Je me permets d’apporter une précision : les Orientations pastorales du Comité épiscopal français de 1973 n’avaient pas pour but d’apporter des modifications au texte de Nostra Aetate. Du reste, cela eût été impossible, puisqu’il s’agit d’un texte voté par les évêques du monde entier dans le cadre d’un Concile.
- Leur publication causa, comme l’explique avec beaucoup de justesse, Thérèse M. Andrevon[1], une véritable crise au sein de l’Église de France mais aussi voire surtout au sein de toute la hiérarchie chrétienne du Maghreb et du Moyen Orient.

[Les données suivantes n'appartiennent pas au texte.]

//! Stepped propagation of track parameters through the drift volume.
//!
//! # Design choices
//! - [`Propagator`] is the injection seam: the seeder and the fitter only see
//!   the trait, so a field map or a detailed material model can be swapped in.
//! - [`HelixPropagator`] assumes a uniform solenoidal field and a homogeneous
//!   gas ([`MaterialBudget`]).
//! - A failed step leaves the track where the last successful step put it.

use crate::{error::TrackError, track_param::TrackParam};
use serde::{Deserialize, Serialize};

/// Charged pion mass (GeV), the default mass hypothesis.
pub const PION_MASS: f64 = 0.139_57;

/// Per-call propagation settings.
#[derive(Clone, Debug, PartialEq, Serialize, Deserialize)]
#[serde(default)]
pub struct PropagationOptions {
    /// Mass hypothesis (GeV)
    pub mass: f64,
    /// Largest step in x (cm)
    pub max_step: f64,
    /// Re-align the frame with the track position after each step
    pub rotate_to_local: bool,
    /// Largest |sin φ| tolerated along the way
    pub max_snp: f64,
    /// Apply multiple scattering and energy loss
    pub use_material: bool,
}

impl Default for PropagationOptions {
    fn default() -> Self {
        Self {
            mass: PION_MASS,
            max_step: 5.0,
            rotate_to_local: false,
            max_snp: 0.85,
            use_material: false,
        }
    }
}

impl PropagationOptions {
    pub fn with_step(mut self, max_step: f64) -> Self {
        self.max_step = max_step;
        self
    }

    pub fn with_rotation(mut self, rotate_to_local: bool) -> Self {
        self.rotate_to_local = rotate_to_local;
        self
    }

    pub fn with_material(mut self, use_material: bool) -> Self {
        self.use_material = use_material;
        self
    }
}

/// Moves a track to a target local x.
pub trait Propagator: Send + Sync {
    /// Solenoid field (kG).
    fn bz(&self) -> f64;

    fn propagate_to(
        &self,
        track: &mut TrackParam,
        x: f64,
        options: &PropagationOptions,
    ) -> Result<(), TrackError>;
}

/// Homogeneous gas traversed by the tracks.
#[derive(Clone, Debug, PartialEq, Serialize, Deserialize)]
#[serde(default)]
pub struct MaterialBudget {
    /// Radiation length (cm)
    pub radiation_length: f64,
    /// Density (g/cm³)
    pub density: f64,
    /// Mean ⟨Z/A⟩
    pub z_over_a: f64,
    /// Mean excitation energy (GeV)
    pub mean_excitation: f64,
}

impl Default for MaterialBudget {
    /// Ne-CO₂ drift gas.
    fn default() -> Self {
        Self {
            radiation_length: 2.8e4,
            density: 1.8e-3,
            z_over_a: 0.49,
            mean_excitation: 1.37e-7,
        }
    }
}

impl MaterialBudget {
    /// Mean energy loss (GeV·cm²/g) at βγ, Bethe–Bloch without density term.
    pub fn bethe_bloch(&self, bg: f64) -> f64 {
        const K: f64 = 0.307_075e-3;
        const ELECTRON_MASS: f64 = 0.511e-3;
        if bg <= 0.0 {
            return 0.0;
        }
        let bg2 = bg * bg;
        let beta2 = bg2 / (1.0 + bg2);
        let t_max = 2.0 * ELECTRON_MASS * bg2;
        let arg = 2.0 * ELECTRON_MASS * bg2 * t_max / (self.mean_excitation * self.mean_excitation);
        (K * self.z_over_a / beta2 * (0.5 * arg.ln() - beta2)).max(0.0)
    }

    /// (x/X₀, x·ρ) of a straight path of `length` cm.
    pub fn for_path(&self, length: f64) -> (f64, f64) {
        (length / self.radiation_length, length * self.density)
    }
}

/// Uniform-field helix propagator.
#[derive(Clone, Debug, PartialEq, Serialize, Deserialize)]
pub struct HelixPropagator {
    /// Field (kG)
    pub bz: f64,
    pub material: MaterialBudget,
    /// Safety bound on the number of steps of one call
    pub max_iterations: usize,
}

impl Default for HelixPropagator {
    fn default() -> Self {
        Self::new(5.0, MaterialBudget::default())
    }
}

impl HelixPropagator {
    pub fn new(bz: f64, material: MaterialBudget) -> Self {
        Self {
            bz,
            material,
            max_iterations: 10_000,
        }
    }
}

impl Propagator for HelixPropagator {
    fn bz(&self) -> f64 {
        self.bz
    }

    fn propagate_to(
        &self,
        track: &mut TrackParam,
        x_to_go: f64,
        options: &PropagationOptions,
    ) -> Result<(), TrackError> {
        const EPS: f64 = 1e-5;

        let max_step = options.max_step.abs().max(EPS);
        let mut x_pos = track.x;
        let dir = if x_pos < x_to_go { 1.0 } else { -1.0 };
        let mut steps = 0usize;

        while (x_to_go - x_pos) * dir > EPS {
            steps += 1;
            if steps > self.max_iterations {
                return Err(TrackError::NotConverged(self.max_iterations));
            }

            let step = dir * (x_to_go - x_pos).abs().min(max_step);
            let x = x_pos + step;
            let snp = track.snp_at(x, self.bz);
            if snp.abs() >= options.max_snp {
                return Err(TrackError::SnpLimit {
                    snp,
                    limit: options.max_snp,
                });
            }

            let before = track.global_position();
            track.propagate_to(x, self.bz)?;

            if options.use_material {
                let path = (track.global_position() - before).norm();
                let (x_over_x0, x_times_rho) = self.material.for_path(path);
                // moving against x undoes the loss
                let x_times_rho = if dir > 0.0 { x_times_rho } else { -x_times_rho };
                track.correct_for_material(x_over_x0, x_times_rho, options.mass, |bg| {
                    self.material.bethe_bloch(bg)
                })?;
            }

            if options.rotate_to_local {
                let pos = track.global_position();
                let alpha = pos.y.atan2(pos.x);
                let (sa, ca) = (alpha - track.alpha).sin_cos();
                let sf = track.snp();
                let cf = ((1.0 - sf) * (1.0 + sf)).sqrt();
                let snp = sf * ca - cf * sa;
                if snp.abs() >= options.max_snp {
                    return Err(TrackError::SnpLimit {
                        snp,
                        limit: options.max_snp,
                    });
                }
                track.rotate(alpha)?;
            }

            x_pos = track.x;
        }
        Ok(())
    }
}

// ---------------------------------------------------------------------------
// Tests
// ---------------------------------------------------------------------------

#[cfg(test)]
mod tests {
    use super::*;
    use crate::types::{ParamCov, ParamVec};
    use approx::assert_abs_diff_eq;

    fn outgoing(q_pt: f64) -> TrackParam {
        TrackParam::new(
            85.0,
            0.2,
            ParamVec::new(0.5, 10.0, 0.05, 0.3, q_pt),
            ParamCov::identity() * 0.01,
        )
    }

    #[test]
    fn stepped_equals_single_step_without_material() {
        let prop = HelixPropagator::default();
        let mut stepped = outgoing(0.7);
        prop.propagate_to(&mut stepped, 240.0, &PropagationOptions::default())
            .unwrap();
        let mut direct = outgoing(0.7);
        direct.propagate_to(240.0, prop.bz()).unwrap();
        assert_abs_diff_eq!(stepped.x, 240.0, epsilon = 1e-9);
        for i in 0..5 {
            assert_abs_diff_eq!(stepped.params[i], direct.params[i], epsilon = 1e-7);
        }
    }

    #[test]
    fn snp_limit_stops_low_momentum_track() {
        let prop = HelixPropagator::default();
        let mut t = outgoing(8.0);
        let err = prop
            .propagate_to(&mut t, 240.0, &PropagationOptions::default())
            .unwrap_err();
        assert!(matches!(err, TrackError::SnpLimit { .. }));
        // partially propagated, still representable
        assert!(t.x > 85.0 && t.x < 240.0);
        assert!(t.snp().abs() < 0.85);
    }

    #[test]
    fn rotating_to_local_keeps_track_on_the_x_axis() {
        let prop = HelixPropagator::default();
        let mut t = outgoing(0.5);
        let opts = PropagationOptions::default().with_rotation(true);
        prop.propagate_to(&mut t, 20.0, &opts).unwrap();
        // every step ends in a frame aligned with the position
        assert_abs_diff_eq!(t.x, 20.0, epsilon = 1e-4);
        assert_abs_diff_eq!(t.y(), 0.0, epsilon = 1e-9);
    }

    #[test]
    fn material_inflates_covariance() {
        let prop = HelixPropagator::default();
        let opts = PropagationOptions::default().with_material(true);
        let mut with = outgoing(1.0);
        prop.propagate_to(&mut with, 200.0, &opts).unwrap();
        let mut without = outgoing(1.0);
        prop.propagate_to(&mut without, 200.0, &PropagationOptions::default())
            .unwrap();
        assert!(with.cov[(2, 2)] > without.cov[(2, 2)]);
        assert!(with.q_pt().abs() > without.q_pt().abs());
    }

    #[test]
    fn bethe_bloch_has_minimum_near_bg_three() {
        let m = MaterialBudget::default();
        let low = m.bethe_bloch(0.5);
        let min = m.bethe_bloch(3.5);
        let high = m.bethe_bloch(1000.0);
        assert!(low > min);
        assert!(high > min);
        assert!(min > 1.0e-3 && min < 3.0e-3);
    }
}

Ces Orientations pastorales ont de fait suscité un débat au-delà des frontières françaises mais il ne faut pas en majorer les enjeux et les conséquences. Du reste, le comité épiscopal a apporté en mai, de la même année, différentes précisions, lesquelles insistaient sur la dimension essentiellement pastorale du document.
- Pouvez-vous me dire jusqu’à quel point la situation a depuis changé ?
Depuis 60 ans, beaucoup de gestes très importants ont été posés de part et d’autre afin d’avancer résolument dans une relation de fraternité. Du reste, nous utilisons de plus en plus l’expression de « relations intra familiales ». Nous sommes loin des considérations interreligieuses, ce qui souligne l’importance du « lien spirituel qui nous unit à la lignée d’Abraham » (NA.4)
- Les représentants de la chrétienté des pays musulmans usent-ils toujours ouvertement de postures dites antisionistes ?
Chère Daniela, notre domaine de compétences nous conduit à rencontrer de manière très habituelle les responsables des différentes communautés juives en France, de participer à de nombreux évènements, colloques, sessions, mais nous ne sommes pas à même de juger de toutes les réalités existant dans le monde, en particulier au Moyen-Orient. Pour cela, il conviendrait d’interroger ceux dont c’est la mission et la compétence : la Commission du Saint-Siège pour les relations religieuses avec le judaïsme à Rome.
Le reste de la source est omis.